- Opening Delimiter -

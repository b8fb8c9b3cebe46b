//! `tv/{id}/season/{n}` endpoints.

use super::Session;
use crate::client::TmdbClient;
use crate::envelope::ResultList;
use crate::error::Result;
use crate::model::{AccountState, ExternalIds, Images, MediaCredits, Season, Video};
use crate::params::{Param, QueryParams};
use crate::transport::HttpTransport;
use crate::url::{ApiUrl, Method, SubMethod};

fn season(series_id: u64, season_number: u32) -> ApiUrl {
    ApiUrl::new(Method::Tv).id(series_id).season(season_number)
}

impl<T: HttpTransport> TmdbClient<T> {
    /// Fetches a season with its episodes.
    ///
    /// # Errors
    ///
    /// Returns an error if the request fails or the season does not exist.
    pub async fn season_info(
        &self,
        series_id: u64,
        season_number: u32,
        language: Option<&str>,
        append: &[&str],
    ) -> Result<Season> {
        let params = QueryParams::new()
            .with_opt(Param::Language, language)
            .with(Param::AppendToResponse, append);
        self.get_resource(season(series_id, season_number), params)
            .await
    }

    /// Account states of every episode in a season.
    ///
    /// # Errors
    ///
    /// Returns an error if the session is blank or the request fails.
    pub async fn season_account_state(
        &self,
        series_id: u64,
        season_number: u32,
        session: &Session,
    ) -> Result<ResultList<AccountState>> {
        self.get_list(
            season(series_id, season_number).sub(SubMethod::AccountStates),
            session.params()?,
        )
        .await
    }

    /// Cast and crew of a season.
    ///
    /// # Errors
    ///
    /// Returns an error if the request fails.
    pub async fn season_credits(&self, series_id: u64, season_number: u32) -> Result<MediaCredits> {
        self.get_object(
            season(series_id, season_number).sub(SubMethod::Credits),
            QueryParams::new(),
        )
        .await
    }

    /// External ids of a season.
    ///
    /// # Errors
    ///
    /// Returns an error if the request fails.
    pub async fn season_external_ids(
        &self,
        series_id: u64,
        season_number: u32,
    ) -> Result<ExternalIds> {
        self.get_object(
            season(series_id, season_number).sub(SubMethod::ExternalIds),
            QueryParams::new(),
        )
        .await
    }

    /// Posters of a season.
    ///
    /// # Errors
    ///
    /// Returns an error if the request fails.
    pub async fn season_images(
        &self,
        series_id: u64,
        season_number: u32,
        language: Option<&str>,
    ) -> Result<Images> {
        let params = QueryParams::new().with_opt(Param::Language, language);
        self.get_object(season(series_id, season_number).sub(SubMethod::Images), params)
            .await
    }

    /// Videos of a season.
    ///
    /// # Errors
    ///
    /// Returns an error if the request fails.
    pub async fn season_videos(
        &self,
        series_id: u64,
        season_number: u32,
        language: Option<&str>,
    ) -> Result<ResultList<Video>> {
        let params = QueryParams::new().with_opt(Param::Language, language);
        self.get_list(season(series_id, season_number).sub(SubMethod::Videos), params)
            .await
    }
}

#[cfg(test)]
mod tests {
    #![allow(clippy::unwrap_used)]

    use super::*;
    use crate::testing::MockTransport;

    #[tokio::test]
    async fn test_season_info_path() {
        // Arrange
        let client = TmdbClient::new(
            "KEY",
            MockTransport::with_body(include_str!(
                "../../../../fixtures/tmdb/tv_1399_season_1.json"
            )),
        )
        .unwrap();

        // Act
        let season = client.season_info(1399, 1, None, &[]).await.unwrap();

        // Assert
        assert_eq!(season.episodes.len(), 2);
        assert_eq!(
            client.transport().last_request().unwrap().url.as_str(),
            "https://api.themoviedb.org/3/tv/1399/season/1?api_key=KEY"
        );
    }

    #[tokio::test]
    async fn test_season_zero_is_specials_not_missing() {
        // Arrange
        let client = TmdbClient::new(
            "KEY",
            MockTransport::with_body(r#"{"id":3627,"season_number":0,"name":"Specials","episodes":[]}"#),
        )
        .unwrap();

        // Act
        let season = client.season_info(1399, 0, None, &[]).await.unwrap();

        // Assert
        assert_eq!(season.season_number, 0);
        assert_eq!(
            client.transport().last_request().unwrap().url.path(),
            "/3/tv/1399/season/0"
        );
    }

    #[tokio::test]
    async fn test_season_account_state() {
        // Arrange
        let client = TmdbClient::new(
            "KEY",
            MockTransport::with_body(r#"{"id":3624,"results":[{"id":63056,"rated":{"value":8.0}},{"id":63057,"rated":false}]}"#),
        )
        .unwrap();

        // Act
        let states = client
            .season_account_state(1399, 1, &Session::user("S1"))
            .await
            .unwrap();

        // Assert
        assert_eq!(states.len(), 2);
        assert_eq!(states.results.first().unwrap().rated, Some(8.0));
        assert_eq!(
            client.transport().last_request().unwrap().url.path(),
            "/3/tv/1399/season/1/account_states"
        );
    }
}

- Closing Delimiter -

For each line above that contains the word "MediaCredits", make a copy.

use crate::model::{AccountState, ExternalIds, Images, MediaCredits, Season, Video};
    pub async fn season_credits(&self, series_id: u64, season_number: u32) -> Result<MediaCredits> {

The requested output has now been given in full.